Why collisions are dangerous

The md5 hashing algorithm has been broken since 2004. Today, anyone can generate md5 collisions in a matter of seconds using the hashclash tool, written by Marc Stevens. Note, however, that this tool will not let you generate any reasonable text. It also won’t let you to find a text with a prechosen hash (e.g. a preimage attack). Instead, you will just get 2 random colliding binary blobs.

Here is one example why having 2 colliding texts could be dangerous:

good.py

#!/usr/bin/python

# -*- coding: utf-8 -*-

blob = """
*binary blob #1 generated by hashclash, see the file by link*
"""
from hashlib import sha256
if sha256(blob).hexdigest() == '*sha256 hash of blob #1*':
	print "I come in peace."
elif sha256(blob).hexdigest() == '*sha256 hash of blob #2*':
	print "Prepare to be destroyed!",
else:
	print "Fail"

evil.py

#!/usr/bin/python

# -*- coding: utf-8 -*-

blob = """
*binary blob #2 generated by hashclash, see the file by link*
"""
from hashlib import sha256
if sha256(blob).hexdigest() == '*sha256 hash of blob #1*':
	print "I come in peace."
elif sha256(blob).hexdigest() == '*sha256 hash of blob #2*':
	print "Prepare to be destroyed!"
else:
	print "Fail"

Both of these files have the same md5sum, but different behavior:

$ python good.py
I come in peace.
$ python evil.py 
Prepare to be destroyed!
$ openssl dgst -md5 good.py evil.py 
MD5(good.py)= f03936f224a469b596902303c4258712
MD5(evil.py)= f03936f224a469b596902303c4258712

Ultimately, this could be used against systems, that utilize md5 hash to verify authenticity of files.

Multiple collisions

So, hashclash can generate a pair of collisions. But what if one wants to have N colliding files? Surprisingly, quick search in Google didn’t give me general-purpose script, so I decided to write one. Thankfully, hashclash allows you to pick the prefix before generating a colliding pair, so what you have to do is:

  1. Generate a pair of colliding files, say file0 and file1.
  2. Use one of them, say file0, as prefix to generate new pair: file00 and file01.
  3. Cut the last 128 bytes (i.e. the just generated colliding blobs) of file00 and file01 and append them to file1 to generate file10 and file11. At this point you have 4 colliding files: file00, file01, file10 and file11.
  4. Use file00 as prefix to generate file000 file001.
  5. Cut the last 128 bytes of file000 and file001 and append them to file01, file10 and file11 to generate file010, file011, file100, file101, file110 and file111. At this point you have 8 colliding files.
  6. etc.

Generation of meaningful exploit

Let’s consider a meaningful exploit to be any set of multiple files with same md5 hash, but different behavior. The easiest way to create such an exploit would be to generate the file with following structure:

colliding_file_$i

blob = 'binary blob $i'
if blob == blob1:
	behavior1()
elif blob == blob2:
	behavior2()
...
elif blob == blob_i:
	behavior_i()
...
else:
	some_other_behavior()

Obviously, one can think of better ways to do it this Python (e.g. one could check for a particular sequence of bytes in blob), but this approach is highly generalizable: I tested it in both python (see source code) and in the ~~ugly turing-complete piece of~~ printing language named postscript.
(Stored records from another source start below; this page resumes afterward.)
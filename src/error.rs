//! Common error types for the image generation gateway

use thiserror::Error;

/// Application-wide error type
#[derive(Error, Debug)]
pub enum AppError {
    #[error("Configuration error: {0}")]
    Config(#[from] config::ConfigError),

    #[error("IO error: {0}")]
    Io(#[from] std::io::Error),

    #[error("JSON serialization error: {0}")]
    Json(#[from] serde_json::Error),

    #[error("HTTP client error: {0}")]
    HttpClient(#[from] reqwest::Error),

    /// Rejected before touching the scheduler or the cache
    #[error("Invalid request: {0}")]
    Validation(String),

    /// The synthesis provider failed for this task only
    #[error("Upstream error: {0}")]
    Upstream(String),

    /// Store-level failure. The cache adapter absorbs these; they only
    /// escape from a raw [`CachedBlobStore`](crate::cache::CachedBlobStore).
    #[error("Cache error: {0}")]
    Cache(String),

    #[error("Unknown style preset: {0}")]
    UnknownPreset(String),

    #[error("Task cancelled before it started")]
    Cancelled,

    #[error("Internal error: {0}")]
    Internal(String),
}

impl AppError {
    /// Whether the failure is transient on the provider side.
    ///
    /// Nothing in the crate retries automatically; callers may use this to
    /// decide whether resubmitting is worth the cost.
    pub fn is_retryable(&self) -> bool {
        match self {
            AppError::HttpClient(e) => e.is_timeout() || e.is_connect(),
            _ => false,
        }
    }

    /// Short machine-readable kind, used in batch item reports and logs
    pub fn kind(&self) -> &'static str {
        match self {
            AppError::Config(_) => "config_error",
            AppError::Io(_) => "io_error",
            AppError::Json(_) => "json_error",
            AppError::HttpClient(_) => "upstream_error",
            AppError::Validation(_) => "validation_error",
            AppError::Upstream(_) => "upstream_error",
            AppError::Cache(_) => "cache_error",
            AppError::UnknownPreset(_) => "unknown_preset",
            AppError::Cancelled => "cancelled",
            AppError::Internal(_) => "internal_error",
        }
    }
}

/// Result type alias for convenience
pub type Result<T> = std::result::Result<T, AppError>;
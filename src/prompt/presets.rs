//! Static style presets

use serde::Serialize;

use crate::backend::traits::GenerationSettings;
use crate::error::{AppError, Result};

/// A named style: prompt suffix plus a fixed generation-parameter tuple
#[derive(Debug, Clone, Copy, PartialEq, Serialize)]
pub struct StylePreset {
    pub key: &'static str,
    pub name: &'static str,
    pub suffix: &'static str,
    pub guidance: f32,
    pub num_steps: u32,
    pub width: u32,
    pub height: u32,
    pub description: &'static str,
}

const STYLE_PRESETS: &[StylePreset] = &[
    StylePreset {
        key: "photorealistic",
        name: "Photorealistic",
        suffix: "photorealistic, 8k, highly detailed, professional photography, natural lighting",
        guidance: 3.5,
        num_steps: 6,
        width: 1024,
        height: 1024,
        description: "Ultra-realistic photos with natural lighting",
    },
    StylePreset {
        key: "anime",
        name: "Anime",
        suffix: "anime style, vibrant colors, cel shaded, Studio Ghibli inspired, clean lines",
        guidance: 4.0,
        num_steps: 4,
        width: 1024,
        height: 1024,
        description: "Japanese anime art style",
    },
    StylePreset {
        key: "cyberpunk",
        name: "Cyberpunk",
        suffix: "cyberpunk aesthetic, neon lights, dark atmosphere, futuristic, blade runner style",
        guidance: 3.8,
        num_steps: 5,
        width: 1024,
        height: 1024,
        description: "Neon-lit futuristic scenes",
    },
    StylePreset {
        key: "minimalist",
        name: "Minimalist",
        suffix: "minimalist design, clean lines, simple composition, white background, modern",
        guidance: 3.0,
        num_steps: 3,
        width: 1024,
        height: 1024,
        description: "Clean and simple designs",
    },
    StylePreset {
        key: "vintage",
        name: "Vintage",
        suffix: "vintage photography, film grain, warm tones, nostalgic, retro aesthetic",
        guidance: 3.5,
        num_steps: 4,
        width: 1024,
        height: 1024,
        description: "Retro and nostalgic feel",
    },
    StylePreset {
        key: "portrait",
        name: "Portrait",
        suffix: "professional portrait, studio lighting, shallow depth of field, bokeh, 85mm lens",
        guidance: 3.7,
        num_steps: 5,
        width: 768,
        height: 1024,
        description: "Professional portrait photography",
    },
    StylePreset {
        key: "landscape",
        name: "Landscape",
        suffix: "landscape photography, golden hour, wide angle, atmospheric, HDR, majestic",
        guidance: 3.5,
        num_steps: 5,
        width: 1024,
        height: 768,
        description: "Stunning landscape scenes",
    },
    StylePreset {
        key: "product",
        name: "Product",
        suffix: "product photography, white background, studio lighting, commercial, sharp details",
        guidance: 3.3,
        num_steps: 4,
        width: 1024,
        height: 1024,
        description: "E-commerce product shots",
    },
];

/// All presets in table order
pub fn presets() -> &'static [StylePreset] {
    STYLE_PRESETS
}

pub fn find_preset(key: &str) -> Option<&'static StylePreset> {
    STYLE_PRESETS.iter().find(|preset| preset.key == key)
}

/// Prompt and parameters produced by [`apply_style_preset`]
#[derive(Debug, Clone, PartialEq, Serialize)]
pub struct PresetApplication {
    pub prompt: String,
    pub width: u32,
    pub height: u32,
    pub num_steps: u32,
    pub guidance: f32,
}

impl PresetApplication {
    pub fn settings(&self, seed: Option<i64>) -> GenerationSettings {
        GenerationSettings {
            width: self.width,
            height: self.height,
            num_steps: self.num_steps,
            guidance: self.guidance,
            seed,
        }
    }
}

/// Append the preset suffix and take over its parameters.
///
/// Unknown keys fail with [`AppError::UnknownPreset`].
pub fn apply_style_preset(prompt: &str, key: &str) -> Result<PresetApplication> {
    let preset = find_preset(key).ok_or_else(|| AppError::UnknownPreset(key.to_string()))?;

    Ok(PresetApplication {
        prompt: format!("{}, {}", prompt, preset.suffix),
        width: preset.width,
        height: preset.height,
        num_steps: preset.num_steps,
        guidance: preset.guidance,
    })
}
All you have to do for either language is to specify the following:

  • Prefix
    • part before the unique blob(assignment)
    • part after the unique blob
  • if clause:
    • part before the blob1
    • part after the blob1
  • elseif clause:
    • part before the blob$i
    • part after the blob$i
  • else clause:
  • ending
  • function to generate behaviour$i
  • (optional) function to generate final else behaviour

Basically, you have to specify some basic syntax and script will do the rest. Here’s the example config for postscript, that generates 2^N postscript files, each of them prints ‘Behavior $i’:

# Setup for postscript

PREFIX_PRE="%!PS-Adobe-1.0
%%Creator: hax0r
/blob ("
PREFIX_POST=") def\n"

IF_CLAUSE_PRE="blob ("
IF_CLAUSE_POST=") eq\n{"

ELSEIF_CLAUSE_PRE="} if\nblob ("
ELSEIF_CLAUSE_POST=") eq\n{"

ELSE_CLAUSE="} if{\n"

ENDING="}\nshowpage"

function gen_payload_by_id() {
	local COLLISION_ID=$1
	((COLLISION_ID--))
	printf "/Times-Roman findfont 64 scalefont setfont \n
	30 200 moveto\n(Behavior %s) show\n" $COLLISION_ID
}

Source code

The source code lives in this GitHub repo. The repo has python config and generated examples.